_Record set_
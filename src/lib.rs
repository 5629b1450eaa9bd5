//! # libclang Native Bridge
//!
//! Exposes the libclang C API to a host runtime that has no pointers, no C
//! structs and no manual memory management.
//!
//! ## Boundary Rules
//!
//! 1. **Handles**: every opaque native pointer crosses as a [`handle::Handle`]
//!    (host class `Pointer`). The bridge never reference-counts; disposal is
//!    the caller's job, exactly as in the C API.
//!
//! 2. **Strings**: owned `CXString`s are copied and disposed immediately.
//!    Library-owned C strings are copied and never freed. Outbound strings
//!    live in the calling frame until the native call returns.
//!
//! 3. **Arrays**: outbound arrays (arguments, unsaved files) are owned by the
//!    calling frame. Inbound arrays are copied into value vectors and the
//!    native array is released before returning.
//!
//! 4. **Mirrors**: enumeration values and small structs match the LLVM 15
//!    ABI bit for bit.
//!
//! 5. **Visitors**: a traversal callback never unwinds through libclang. A
//!    failing visitor stops the walk with Break and its failure surfaces after
//!    the native call returns.
//!
//! The marshaling core compiles without Node. The call surface is built with
//! the `napi` feature.

pub mod arrays;
pub mod error;
pub mod handle;
pub mod library;
pub mod mirror;
pub mod strings;
pub mod visitor;

#[cfg(feature = "napi")]
pub mod surface;

#[cfg(test)]
mod bridge_tests;

pub use error::{BridgeError, Result};
pub use handle::Handle;
pub use library::{ensure_loaded, LibraryInfo, LibraryOptions};
pub use mirror::{MirrorEnum, PINNED_CLANG_MAJOR};
pub use visitor::{ChildVisit, FieldVisit};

_Task prompt_
Taking care to miss no line, set down the whole listing above exactly.

_Written reply_
filename src/lib.rs
repository 5629b1450eaa9bd5
//! # libclang Native Bridge
//!
//! Exposes the libclang C API to a host runtime that has no pointers, no C
//! structs and no manual memory management.
//!
//! ## Boundary Rules
//!
//! 1. **Handles**: every opaque native pointer crosses as a [`handle::Handle`]
//!    (host class `Pointer`). The bridge never reference-counts; disposal is
//!    the caller's job, exactly as in the C API.
//!
//! 2. **Strings**: owned `CXString`s are copied and disposed immediately.
//!    Library-owned C strings are copied and never freed. Outbound strings
//!    live in the calling frame until the native call returns.
//!
//! 3. **Arrays**: outbound arrays (arguments, unsaved files) are owned by the
//!    calling frame. Inbound arrays are copied into value vectors and the
//!    native array is released before returning.
//!
//! 4. **Mirrors**: enumeration values and small structs match the LLVM 15
//!    ABI bit for bit.
//!
//! 5. **Visitors**: a traversal callback never unwinds through libclang. A
//!    failing visitor stops the walk with Break and its failure surfaces after
//!    the native call returns.
//!
//! The marshaling core compiles without Node. The call surface is built with
//! the `napi` feature.

pub mod arrays;
pub mod error;
pub mod handle;
pub mod library;
pub mod mirror;
pub mod strings;
pub mod visitor;

#[cfg(feature = "napi")]
pub mod surface;

#[cfg(test)]
mod bridge_tests;

pub use error::{BridgeError, Result};
pub use handle::Handle;
pub use library::{ensure_loaded, LibraryInfo, LibraryOptions};
pub use mirror::{MirrorEnum, PINNED_CLANG_MAJOR};
pub use visitor::{ChildVisit, FieldVisit};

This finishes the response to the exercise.